The Melting Pot is a play by Israel Zangwill written in 1909, and it discusses the immigration and assimilation process of new immigrants to the United States. Written during the wave of European immigrants going through Ellis Island, it follows David Quixano, a Russian-Jewish immigrant who fled anti-Semitic persecution after the father of his fiancée Vera killed his parents, unbeknownst to him. David is a musical prodigy who plays the violin for the new immigrants living in tenements fresh off Ellis Island. His own experience with immigration to the United States and his work in the tenements inspires him to write a symphony celebrating the “American Superman,” which he claims will be the merging of all races into one, the ideal American man. It is important to note that it was written in a pre-WWII era and that Eastern Europeans, Irish, and Italian immigrants were not considered equal to Anglo-Saxon immigrants. Thus, their concept of race might be different than what is understood today.

David’s work on the symphony has been received differently by the different demographics seen within the play. His uncle Mendel Quixano was not enthusiastic about his nephew’s endeavor until the inevitable success. Vera, his noble Russian girlfriend who gave it all up to join the Revolution and move to America, was thoroughly overjoyed about this prospect and used her connections to present David’s symphony properly. Vera and David grew closer as their perception of an ideal America merged, they both believed in a world where all races -- for the time all European Caucasian -- would be able to live in peace with one another. Their main obstacles are that of class and anti-Semitism, as David is a poor Jewish man, and Vera is a wealthy Russian Orthodox lady.

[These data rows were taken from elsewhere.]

impl ProcessExecutor {
    pub fn new(agents: AgentRoster) -> Self {
        Self {
            agents: Arc::new(agents),
            filters: Arc::new(FilterRegistry::with_builtins()),
            sessions: Arc::new(SessionArena::new()),
            sink: Arc::new(TracingSink),
            config: ExecutorConfig::default(),
            handoff: HandoffConfig::default(),
        }
    }

    /// Executor using the `[executor]` and `[handoff]` sections of `config`.
    pub fn from_config(agents: AgentRoster, config: &AppConfig) -> Self {
        Self::new(agents)
            .with_config(config.executor.clone())
            .with_handoff_config(config.handoff.clone())
    }

    pub fn with_config(mut self, config: ExecutorConfig) -> Self {
        self.config = config;
        self
    }

    pub fn with_handoff_config(mut self, handoff: HandoffConfig) -> Self {
        self.handoff = handoff;
        self
    }

    pub fn with_filters(mut self, filters: FilterRegistry) -> Self {
        self.filters = Arc::new(filters);
        self
    }

    pub fn with_sessions(mut self, sessions: Arc<SessionArena>) -> Self {
        self.sessions = sessions;
        self
    }

    pub fn with_sink(mut self, sink: Arc<dyn EventSink>) -> Self {
        self.sink = sink;
        self
    }

    pub fn sessions(&self) -> &Arc<SessionArena> {
        &self.sessions
    }

    pub fn agents(&self) -> &Arc<AgentRoster> {
        &self.agents
    }

    pub fn config(&self) -> &ExecutorConfig {
        &self.config
    }

    /// Run the graph in a fresh root session.
    ///
    /// The root session and everything under it is dropped afterwards unless
    /// `retain_sessions` is set.
    pub async fn run(
        &self,
        graph: &mut TaskGraph,
        mode: &ProcessMode,
        cancel: CancellationToken,
    ) -> Result<RunReport> {
        let root = Session::root(&self.sessions);
        let report = self.run_in(graph, mode, &root, cancel).await;
        if !self.config.retain_sessions {
            if let Err(e) = self.sessions.remove(root.id()) {
                debug!(session = %root.id(), error = %e, "Root session already gone");
            }
        }
        report
    }

    /// Run the graph with `root` as the parent of every task session.
    ///
    /// Returns `Err` only for errors that prevent the run from starting and
    /// for manager plan errors. Task failures are reported in the
    /// [`RunReport`].
    pub async fn run_in(
        &self,
        graph: &mut TaskGraph,
        mode: &ProcessMode,
        root: &Session,
        cancel: CancellationToken,
    ) -> Result<RunReport> {
        if let Err(e) = self.preflight(graph, mode) {
            error!(mode = mode.name(), error = %e, "Run aborted before execution");
            return Err(e);
        }

        let started = Instant::now();
        info!(mode = mode.name(), tasks = graph.len(), "Run started");
        self.sink.emit(AgentEvent::RunStarted {
            mode: mode.name().to_string(),
            tasks: graph.len(),
        });

        let runner = TaskRunner {
            agents: self.agents.clone(),
            router: HandoffRouter::new(
                self.agents.clone(),
                self.filters.clone(),
                self.sink.clone(),
                self.config.max_turns,
            ),
            sink: self.sink.clone(),
            root: root.clone(),
            budget: HandoffBudget::new(self.handoff.max_depth, self.handoff.timeout()),
            max_turns: self.config.max_turns,
            retain_sessions: self.config.retain_sessions,
            cancel: cancel.clone(),
        };

        let progress = match mode {
            ProcessMode::Sequential => self.run_sequential(graph, &runner, None).await?,
            ProcessMode::Parallel => self.run_parallel(graph, &runner).await?,
            ProcessMode::Hierarchical { manager } => {
                match self.run_hierarchical(graph, &runner, manager).await {
                    Ok(progress) => progress,
                    Err(e) => {
                        error!(manager = %manager, error = %e, "Hierarchical run aborted");
                        return Err(e);
                    }
                }
            }
        };

        let elapsed_ms = started.elapsed().as_millis() as u64;
        let mut report = RunReport::new(mode.name(), graph.results(), elapsed_ms);
        report.halted_by = progress.halted_by;
        report.cancelled = progress.cancelled || cancel.is_cancelled();

        let completed = report.count(TaskStatus::Completed);
        let failed = report.count(TaskStatus::Failed);
        let skipped = report.count(TaskStatus::Skipped);
        info!(
            mode = mode.name(),
            completed,
            failed,
            skipped,
            elapsed_ms,
            "Run completed"
        );
        self.sink.emit(AgentEvent::RunCompleted {
            completed,
            failed,
            skipped,
            elapsed_ms,
        });

        Ok(report)
    }

    fn preflight(&self, graph: &TaskGraph, mode: &ProcessMode) -> Result<()> {
        self.config.validate()?;
        graph.validate()?;

        match mode {
            ProcessMode::Hierarchical { manager } => {
                self.agents.require(manager)?;
            }
            ProcessMode::Sequential | ProcessMode::Parallel => {
                for task in graph.tasks() {
                    if graph.status(&task.name) != Some(TaskStatus::Pending) {
                        continue;
                    }
                    let agent = task
                        .assigned_agent()
                        .ok_or_else(|| TroupeError::MissingAgent(task.name.clone()))?;
                    self.agents.require(agent)?;
                }
            }
        }
        Ok(())
    }

    /// One ready task at a time. `order` restricts the choice to the first
    /// ready task in that order instead of insertion order.
    async fn run_sequential(
        &self,
        graph: &mut TaskGraph,
        runner: &TaskRunner,
        order: Option<&[String]>,
    ) -> Result<Progress> {
        let mut progress = Progress::default();

        loop {
            if runner.cancel.is_cancelled() {
                progress.cancelled = true;
                break;
            }

            let next = match order {
                Some(order) => order.iter().find(|name| graph.is_ready(name)).cloned(),
                None => graph.ready_tasks().next().map(|t| t.name.clone()),
            };
            let Some(name) = next else {
                break;
            };

            graph.mark_running(&name)?;
            let (task, context) = prepare(graph, &name)?;
            let outcome = runner.run_task(task, context).await;
            let failed = outcome.is_failed();
            self.record(graph, &name, outcome)?;

            if failed && !self.config.continue_on_failure {
                warn!(task = %name, "Sequential run halted by failed task");
                progress.halted_by = Some(name);
                break;
            }
        }

        Ok(progress)
    }

    /// Every ready task at once, bounded by `max_workers`, until nothing is
    /// ready.
    async fn run_parallel(&self, graph: &mut TaskGraph, runner: &TaskRunner) -> Result<Progress> {
        let mut progress = Progress::default();
        let workers = Arc::new(Semaphore::new(self.config.max_workers));

        loop {
            if runner.cancel.is_cancelled() {
                progress.cancelled = true;
                break;
            }

            let ready: Vec<String> = graph.ready_tasks().map(|t| t.name.clone()).collect();
            if ready.is_empty() {
                break;
            }
            debug!(ready = ready.len(), "Dispatching ready set");

            let mut handles = Vec::with_capacity(ready.len());
            for name in &ready {
                graph.mark_running(name)?;
                let (task, context) = prepare(graph, name)?;
                let runner = runner.clone();
                let workers = workers.clone();
                handles.push(tokio::spawn(async move {
                    let permit = tokio::select! {
                        p = workers.acquire_owned() => p,
                        _ = runner.cancel.cancelled() => return Dispatch::NotStarted,
                    };
                    let Ok(_permit) = permit else {
                        return Dispatch::NotStarted;
                    };
                    if runner.cancel.is_cancelled() {
                        return Dispatch::NotStarted;
                    }
                    Dispatch::Ran(runner.run_task(task, context).await)
                }));
            }

            let joined = join_all(handles).await;
            for (name, dispatch) in ready.iter().zip(joined) {
                match dispatch {
                    Ok(Dispatch::Ran(outcome)) => self.record(graph, name, outcome)?,
                    Ok(Dispatch::NotStarted) => {
                        graph.release(name)?;
                        progress.cancelled = true;
                    }
                    Err(e) => {
                        error!(task = %name, error = %e, "Task worker panicked");
                        runner.sink.emit(AgentEvent::TaskFailed {
                            task: name.clone(),
                            error: e.to_string(),
                        });
                        let outcome = TaskOutcome::failed(e.to_string(), 0).with_kind("panicked");
                        self.record(graph, name, outcome)?;
                    }
                }
            }

            if progress.cancelled {
                break;
            }
        }

        Ok(progress)
    }

    async fn run_hierarchical(
        &self,
        graph: &mut TaskGraph,
        runner: &TaskRunner,
        manager_name: &str,
    ) -> Result<Progress> {
        let manager = self.agents.require(manager_name)?.clone();

        let workers: Vec<&AgentProfile> = self
            .agents
            .names()
            .into_iter()
            .filter(|name| *name != manager_name)
            .filter_map(|name| self.agents.get(name).map(|a| a.profile()))
            .collect();
        let pending: Vec<&Task> = graph
            .tasks()
            .filter(|t| graph.status(&t.name) == Some(TaskStatus::Pending))
            .collect();
        let messages = manager_messages(manager.profile(), &pending, &workers);

        let session = runner.root.child(true)?;
        let ctx = RunContext {
            task: format!("plan:{}", manager_name),
            session: session.clone(),
            cancel: runner.cancel.clone(),
            max_turns: self.config.max_turns,
        };
        let turn = manager.run(messages, &ctx).await;
        runner.cleanup(&session);

        let output = match turn {
            Ok(AgentTurn::Finished { output, .. }) => output,
            Ok(AgentTurn::Handoff { target, .. }) => {
                return Err(TroupeError::ManagerPlan(format!(
                    "manager attempted a handoff to '{}'",
                    target
                )));
            }
            Err(TroupeError::Cancelled) => {
                return Ok(Progress {
                    cancelled: true,
                    halted_by: None,
                });
            }
            Err(e) => {
                return Err(TroupeError::ManagerPlan(format!("manager failed: {}", e)));
            }
        };

        match parse_manager_output(&output)? {
            ManagerDirective::Answer(answer) => {
                info!(manager = %manager_name, "Manager answered directly");
                let names: Vec<String> = graph.pending();
                for name in names {
                    runner.sink.emit(AgentEvent::TaskStarted {
                        task: name.clone(),
                        agent: manager_name.to_string(),
                    });
                    runner.store_output(&name, &answer);
                    runner.sink.emit(AgentEvent::TaskCompleted {
                        task: name.clone(),
                        agent: manager_name.to_string(),
                        elapsed_ms: 0,
                    });
                    self.record(
                        graph,
                        &name,
                        TaskOutcome::completed(TaskOutput::new(answer.clone(), manager_name), 0),
                    )?;
                }
                Ok(Progress::default())
            }
            ManagerDirective::Delegate(plan) => {
                plan.validate(graph, &self.agents)?;
                info!(
                    manager = %manager_name,
                    delegations = plan.delegations.len(),
                    independent = plan.independent,
                    "Manager delegated tasks"
                );
                self.sink.emit(AgentEvent::ManagerPlanned {
                    manager: manager_name.to_string(),
                    delegations: plan.delegations.len(),
                    independent: plan.independent,
                });

                for d in &plan.delegations {
                    graph.set_agent_override(&d.task, d.agent.clone())?;
                }

                if plan.independent {
                    self.run_parallel(graph, runner).await
                } else {
                    let order = plan.task_order();
                    self.run_sequential(graph, runner, Some(&order)).await
                }
            }
        }
    }

    fn record(&self, graph: &mut TaskGraph, name: &str, outcome: TaskOutcome) -> Result<()> {
        let skipped = graph.record_result(name, outcome)?;
        for task in skipped {
            let cause = graph
                .result(&task)
                .and_then(|r| r.error.clone())
                .unwrap_or_default();
            info!(task = %task, cause = %cause, "Task skipped");
            self.sink.emit(AgentEvent::TaskSkipped { task, cause });
        }
        Ok(())
    }
}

Nevertheless, their love vanquished all these obstacles, and the symphony was a resounding success despite the apparent obstacles, to symbolize their Americanization and cultural assimilation processes.

David and Vera’s character development vis a vis the symphony exemplifies the process that immigrants go through when assimilating into American culture, with the symphony embodying American ideals and Vera and David representing different types of immigrants.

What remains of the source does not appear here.